Vivir el cristianismo: Los Diez Mandamientos (Autoridad, 3ª parte)
febrero 19, 2019
Enviado por Peter Amsterdam
Vivir el cristianismo: Los Diez Mandamientos (Autoridad, 3ª parte)
Autoridad gubernamental (continuación)
[Living Christianity: The Ten Commandments (Authority, Part 3). Governmental Authority (Continued)]
Si bien la Escritura enseña que Dios ha dispuesto que exista un gobierno civil y que los cristianos deben sujetarse a él[1], también hace hincapié en que el gobierno tiene la obligación de asegurar y salvaguardar los derechos humanos y el libre albedrío. El libre albedrío es un componente esencial del ser humano y parte del concepto de que fuimos hechos a imagen y semejanza de Dios.
A lo largo de la Escritura descubrimos que Dios constantemente ampara la facultad de elegir del ser humano.

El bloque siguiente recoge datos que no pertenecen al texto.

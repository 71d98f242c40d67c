//! The survey service: the single entry point for reading and changing
//! surveys, questions, text groups and responses.
//!
//! The service enforces the invariants a [`SurveyStore`] cannot express on its
//! own (unique canonical names, one response per user and survey, answers
//! that belong to the survey being answered). It performs **no**
//! authorisation: callers gate reads through
//! [`AccessPolicy`](crate::access::AccessPolicy) and must confirm ownership
//! before calling [`SurveyService::update_response`].

use std::collections::BTreeSet;

use crate::{
  Error, Result,
  question::{Question, QuestionInput},
  response::{Response, ResponseAnswerInput, ResponseInput},
  store::{SurveyStore, UpdateOutcome},
  summary::SurveySummary,
  survey::{Survey, SurveyInput, SurveyQuestion, SurveyQuestionLink},
  text_group::{DEFAULT_VARIANT, TextGroup},
};

/// An id of `0` is what clients send for "not yet assigned".
fn is_unset(id: Option<i64>) -> bool { matches!(id, None | Some(0)) }

fn check_path_id(path: i64, body: Option<i64>) -> Result<()> {
  match body {
    Some(body) if body != 0 && body != path => Err(Error::IdMismatch { path, body }),
    _ => Ok(()),
  }
}

pub struct SurveyService<S> {
  store: S,
}

impl<S: SurveyStore> SurveyService<S> {
  pub fn new(store: S) -> Self { Self { store } }

  pub fn store(&self) -> &S { &self.store }

  // ── Questions ─────────────────────────────────────────────────────────

  /// Create a question that is not yet linked to any survey.
  pub async fn create_question(&self, input: QuestionInput) -> Result<Question> {
    if !is_unset(input.id) {
      return Err(Error::InvalidInput("a new question must not carry an id".into()));
    }
    self.check_question(&input).await?;

    let question = self.store.insert_question(input).await.map_err(Error::store)?;
    tracing::info!(question = question.id, "question created");
    Ok(question)
  }

  pub async fn get_question(&self, id: i64) -> Result<Question> {
    self
      .store
      .get_question(id)
      .await
      .map_err(Error::store)?
      .ok_or_else(|| Error::not_found("question", id))
  }

  /// Replace every mutable field of question `id`.
  pub async fn update_question(&self, id: i64, input: QuestionInput) -> Result<Question> {
    check_path_id(id, input.id)?;
    self.check_question(&input).await?;

    self
      .store
      .update_question(id, input)
      .await
      .map_err(Error::store)?
      .ok_or_else(|| Error::not_found("question", id))
  }

  async fn check_question(&self, input: &QuestionInput) -> Result<()> {
    if input.text.trim().is_empty() {
      return Err(Error::InvalidInput("question text must not be empty".into()));
    }
    let mut seen = BTreeSet::new();
    for id in input.question_answers.iter().filter_map(|qa| qa.answer.id) {
      if !seen.insert(id) {
        return Err(Error::InvalidInput(format!("answer {id} is listed twice")));
      }
      if self.store.get_answer(id).await.map_err(Error::store)?.is_none() {
        return Err(Error::not_found("answer", id));
      }
    }
    Ok(())
  }

  // ── Surveys ───────────────────────────────────────────────────────────

  /// Create a survey. `acting_user` becomes its last-update user.
  pub async fn create_survey(&self, input: SurveyInput, acting_user: &str) -> Result<Survey> {
    if !is_unset(input.id) {
      return Err(Error::InvalidInput("a new survey must not carry an id".into()));
    }
    if input.canonical_name.trim().is_empty() {
      return Err(Error::InvalidInput("canonical name must not be empty".into()));
    }

    let name = input.canonical_name.clone();
    let survey = self
      .store
      .insert_survey(input, acting_user.to_owned())
      .await
      .map_err(Error::store)?
      .ok_or(Error::DuplicateCanonicalName(name))?;
    tracing::info!(survey = survey.id, name = %survey.canonical_name, "survey created");
    Ok(survey)
  }

  pub async fn list_surveys(&self) -> Result<Vec<Survey>> {
    self.store.list_surveys().await.map_err(Error::store)
  }

  pub async fn get_survey(&self, id: i64) -> Result<Survey> {
    self
      .store
      .get_survey(id)
      .await
      .map_err(Error::store)?
      .ok_or_else(|| Error::not_found("survey", id))
  }

  pub async fn get_survey_by_name(&self, canonical_name: &str) -> Result<Survey> {
    self
      .store
      .get_survey_by_name(canonical_name)
      .await
      .map_err(Error::store)?
      .ok_or_else(|| Error::not_found("survey", canonical_name))
  }

  pub async fn get_survey_questions(&self, survey_id: i64) -> Result<Vec<SurveyQuestion>> {
    self.get_survey(survey_id).await?;
    self.store.survey_questions(survey_id).await.map_err(Error::store)
  }

  /// Replace the mutable fields of survey `id`. The canonical name cannot be
  /// changed.
  pub async fn update_survey(
    &self,
    id: i64,
    input: SurveyInput,
    acting_user: &str,
  ) -> Result<Survey> {
    check_path_id(id, input.id)?;
    let existing = self.get_survey(id).await?;
    if existing.canonical_name != input.canonical_name {
      return Err(Error::InvalidInput(format!(
        "canonical name {:?} cannot be changed",
        existing.canonical_name
      )));
    }

    self
      .store
      .update_survey(id, input, acting_user.to_owned())
      .await
      .map_err(Error::store)?
      .ok_or_else(|| Error::not_found("survey", id))
  }

  /// Link an existing question to an existing survey. Linking an already
  /// linked pair updates its placement.
  pub async fn add_question_to_survey(
    &self,
    survey_id: i64,
    question_id: i64,
    link: SurveyQuestionLink,
  ) -> Result<()> {
    self.get_survey(survey_id).await?;
    self.get_question(question_id).await?;
    self
      .store
      .link_question(survey_id, question_id, link)
      .await
      .map_err(Error::store)?;
    tracing::info!(survey = survey_id, question = question_id, "question linked");
    Ok(())
  }

  // ── Text groups ───────────────────────────────────────────────────────

  pub async fn create_text_group(&self, entry: TextGroup) -> Result<TextGroup> {
    if entry.key.trim().is_empty() {
      return Err(Error::InvalidInput("text group key must not be empty".into()));
    }
    self.store.upsert_text_group(entry).await.map_err(Error::store)
  }

  pub async fn get_text_group(&self, key: &str, variant: Option<&str>) -> Result<TextGroup> {
    let variant = variant.unwrap_or(DEFAULT_VARIANT);
    self
      .store
      .get_text_group(key, variant)
      .await
      .map_err(Error::store)?
      .ok_or_else(|| Error::not_found("text group", format!("{key}/{variant}")))
  }

  // ── Responses ─────────────────────────────────────────────────────────

  pub async fn get_response(&self, id: i64) -> Result<Response> {
    self
      .store
      .get_response(id)
      .await
      .map_err(Error::store)?
      .ok_or_else(|| Error::not_found("response", id))
  }

  pub async fn get_response_by_user_and_survey(
    &self,
    user: &str,
    survey_id: i64,
  ) -> Result<Response> {
    self
      .store
      .get_response_by_user_and_survey(user, survey_id)
      .await
      .map_err(Error::store)?
      .ok_or_else(|| Error::not_found("response", format!("{user}/{survey_id}")))
  }

  /// Record `acting_user`'s response. A second response for the same user
  /// and survey is rejected; use [`Self::update_response`] instead.
  pub async fn create_response(&self, acting_user: &str, input: ResponseInput) -> Result<Response> {
    if !is_unset(input.id) {
      return Err(Error::InvalidInput("a new response must not carry an id".into()));
    }
    let survey = self.get_survey(input.survey).await?;
    validate_answers(&survey, &input.answers)?;

    let response = self
      .store
      .insert_response(acting_user.to_owned(), input)
      .await
      .map_err(Error::store)?
      .ok_or_else(|| Error::DuplicateResponse {
        user:   acting_user.to_owned(),
        survey: survey.id,
      })?;
    tracing::info!(response = response.id, survey = survey.id, "response created");
    Ok(response)
  }

  /// Replace the answers of `existing`. The caller has already loaded
  /// `existing` and confirmed that the acting principal owns it.
  ///
  /// With `if_unchanged`, the write fails with [`Error::StaleResponse`] when
  /// another request updated the response after `existing` was read.
  pub async fn update_response(
    &self,
    existing: &Response,
    input: ResponseInput,
    if_unchanged: bool,
  ) -> Result<Response> {
    check_path_id(existing.id, input.id)?;
    if input.survey != existing.survey {
      return Err(Error::InvalidInput(format!(
        "response {} belongs to survey {}, not {}",
        existing.id, existing.survey, input.survey
      )));
    }
    let survey = self.get_survey(existing.survey).await?;
    validate_answers(&survey, &input.answers)?;

    let expected = if_unchanged.then_some(existing.updated_at);
    match self
      .store
      .update_response(existing.id, input, expected)
      .await
      .map_err(Error::store)?
    {
      UpdateOutcome::Updated(response) => Ok(response),
      UpdateOutcome::NotFound => Err(Error::not_found("response", existing.id)),
      UpdateOutcome::Stale => {
        tracing::warn!(response = existing.id, "concurrent response update lost");
        Err(Error::StaleResponse(existing.id))
      }
    }
  }

  /// Answer distributions across every response to `survey_id`.
  pub async fn get_survey_summary(&self, survey_id: i64) -> Result<SurveySummary> {
    let survey = self.get_survey(survey_id).await?;
    let responses = self
      .store
      .list_responses_by_survey(survey_id)
      .await
      .map_err(Error::store)?;
    Ok(SurveySummary::tally(&survey, &responses))
  }
}

/// Every question must be linked to `survey`, appear once, and only select
/// answers it offers.
fn validate_answers(survey: &Survey, answers: &[ResponseAnswerInput]) -> Result<()> {
  let mut seen = BTreeSet::new();
  for input in answers {
    if !seen.insert(input.question) {
      return Err(Error::InvalidInput(format!(
        "question {} is answered twice",
        input.question
      )));
    }
    let question = survey.question(input.question).ok_or(Error::QuestionNotInSurvey {
      survey:   survey.id,
      question: input.question,
    })?;
    for answer in input.selection.clone().into_ids() {
      if !question.offers(answer) {
        return Err(Error::AnswerNotInQuestion { question: question.id, answer });
      }
    }
  }
  Ok(())
}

Quizá desapruebe ciertas decisiones y preferencias de las personas y en última instancia las castigue por hacer uso de su libre albedrío para rebelarse contra Él y oprimir a los demás; sin embargo, no las priva de su libertad para tomar sus propias decisiones. Los gobiernos que resguardan los derechos humanos elementales y otorgan a su pueblo la libertad para elegir soberanamente —sin vulnerar los derechos de los demás— reflejan este aspecto de Dios, mientras que los que niegan a sus ciudadanos esos derechos humanos elementales los despojan de parte de su humanidad.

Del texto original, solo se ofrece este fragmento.